To keep growing, Amazon needs to compete in brick-and-mortar. Buying Whole Foods allows it to enter that arena without the dead weight of Walmart’s massive retail footprint. Walmart operates 4,692 U.S. stores, including 3,534 Supercenters, which sell groceries. Those costs burn cash for Walmart, which has shuttered hundreds of stores and laid off thousands of workers over the past two years.

Like shopping malls, now widely eulogized as victims of suburban decline, Walmart’s vast number of big box stores are its burden. But luxury shopping centers are the one bright spot for the mall industry, and Whole Foods gives Amazon a footprint in upscale areas.

“Walmart has too many stores, and anyone with too many stores is screwed,” Davidowitz said. “Amazon had hardly any stores, and now they only have 431 in affluent areas.”

Amazon is now competing for Walmart’s historic customer base, too. This week, the company made a play for welfare recipients, offering discounts to shoppers using Supplemental Nutrition Assistance Program benefits, known colloquially as food stamps.

“Amazon is now focusing on low-end customers, challenging Walmart head-on,” Davidowitz said. “To me, this is a market-share play, pure and simple.”

“That’s what Sam Walton did,” he added, referring to Walmart’s founder. “That’s what Sam always did, and that’s what Amazon does. They go for market share first, and figure everything else out later.”

“Walmart has too many stores, and anyone with too many stores is screwed. Amazon had hardly any stores, and now they only have 431 in affluent areas.”

- Howard Davidowitz, Davidowitz & Associates Inc.

But the Amazon-Whole Foods merger could be a loss for workers. The deal is already facing opposition from at least one lawmaker.
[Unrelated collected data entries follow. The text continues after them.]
// SPDX-FileCopyrightText: 2026 ArcheBase
//
// SPDX-License-Identifier: MulanPSL-2.0

//! Core error types for robobag.
//!
//! Errors fall into four classes:
//! - Validation of the conversion request (raised before any I/O)
//! - I/O on a specific input or output archive
//! - Incompatible topic declarations across inputs
//! - Partial failure, when some outputs finalized and others did not

use thiserror::Error;

use crate::rewriter::JobSummary;

/// Errors that can occur while converting bags.
#[derive(Debug, Clone, Error)]
pub enum BagError {
    /// The conversion request is malformed.
    #[error("Invalid conversion request: {reason}")]
    Validation {
        /// What is wrong with the request
        reason: String,
    },

    /// An archive could not be opened, read or written.
    #[error("I/O error on '{uri}': {message}")]
    Io {
        /// Archive or data file the error concerns
        uri: String,
        /// Error message
        message: String,
    },

    /// Two inputs declare one topic name with incompatible metadata.
    #[error("Conflicting declarations for topic '{topic}': {first} vs {second}")]
    DomainConflict {
        /// Topic name
        topic: String,
        /// Declaration seen first (type and serialization format)
        first: String,
        /// Conflicting declaration
        second: String,
    },

    /// At least one output failed while others were finalized.
    #[error("{failed} of {total} outputs failed")]
    PartialFailure {
        /// Number of failed outputs
        failed: usize,
        /// Number of requested outputs
        total: usize,
        /// Per-output report of the whole job
        summary: Box<JobSummary>,
    },
}

impl BagError {
    /// Create a validation error.
    pub fn validation(reason: impl Into<String>) -> Self {
        BagError::Validation {
            reason: reason.into(),
        }
    }

    /// Create an I/O error for the given archive or file.
    pub fn io(uri: impl Into<String>, message: impl std::fmt::Display) -> Self {
        BagError::Io {
            uri: uri.into(),
            message: message.to_string(),
        }
    }

    /// Create a topic conflict error.
    pub fn domain_conflict(
        topic: impl Into<String>,
        first: impl Into<String>,
        second: impl Into<String>,
    ) -> Self {
        BagError::DomainConflict {
            topic: topic.into(),
            first: first.into(),
            second: second.into(),
        }
    }

    /// Wrap a job summary that contains failed outputs.
    pub fn partial_failure(summary: JobSummary) -> Self {
        BagError::PartialFailure {
            failed: summary.failed_count(),
            total: summary.outputs.len(),
            summary: Box::new(summary),
        }
    }

    /// Short name of the error class.
    pub fn kind(&self) -> &'static str {
        match self {
            BagError::Validation { .. } => "validation",
            BagError::Io { .. } => "io",
            BagError::DomainConflict { .. } => "domain_conflict",
            BagError::PartialFailure { .. } => "partial_failure",
        }
    }

    /// The job summary, if this is a partial failure.
    pub fn summary(&self) -> Option<&JobSummary> {
        match self {
            BagError::PartialFailure { summary, .. } => Some(summary),
            _ => None,
        }
    }

    /// Get structured fields for logging.
    pub fn log_fields(&self) -> Vec<(&'static str, String)> {
        match self {
            BagError::Validation { reason } => vec![("reason", reason.clone())],
            BagError::Io { uri, message } => {
                vec![("uri", uri.clone()), ("message", message.clone())]
            }
            BagError::DomainConflict {
                topic,
                first,
                second,
            } => vec![
                ("topic", topic.clone()),
                ("first", first.clone()),
                ("second", second.clone()),
            ],
            BagError::PartialFailure { failed, total, .. } => vec![
                ("failed", failed.to_string()),
                ("total", total.to_string()),
            ],
        }
    }
}

impl From<serde_yaml::Error> for BagError {
    fn from(err: serde_yaml::Error) -> Self {
        BagError::Io {
            uri: "metadata.yaml".to_string(),
            message: err.to_string(),
        }
    }
}

/// Result type for robobag operations.
pub type Result<T> = std::result::Result<T, BagError>;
On Friday morning, Rep. Ro Khanna (D-Calif.) called on the Department of Justice and Federal Trade Commission to review the merger, which he said could “impact jobs and wages.”

“We need to re-orient antitrust policy to factor in the harm that economic concentration causes for American workers,” he told Vice News. “We also need to be mindful that concentrated industries stifle innovation.”

If Amazon were to integrate the grab-and-go technology it is working to roll out in Amazon Go stores, that could eliminate cashier jobs. Whole Foods did not immediately respond to questions about how many cashiers it employs.

The grocer has long argued that its workers don’t want a union. Whole Foods co-founder John Mackey claimed in 2013 that its benefits and working conditions were so good, “we’re not so much anti-union as beyond unions.” Two years later, a massive round of layoffs put that in question, as employees turned “bitter.”

Amazon isn’t likely to instill a better management system. The company’s warehouses are notoriously brutal, and at times lethal, work environments. Its white-collar workers don’t fare much better. In 2015, The New York Times published an explosive exposé detailing a Hobbesian work culture where employees are pushed to work 24/7 for bosses who expect a quasi-religious devotion to the job.

CORRECTION: This article initially understated U.S. consumer spending at supermarkets as $800 million; it is $800 billion.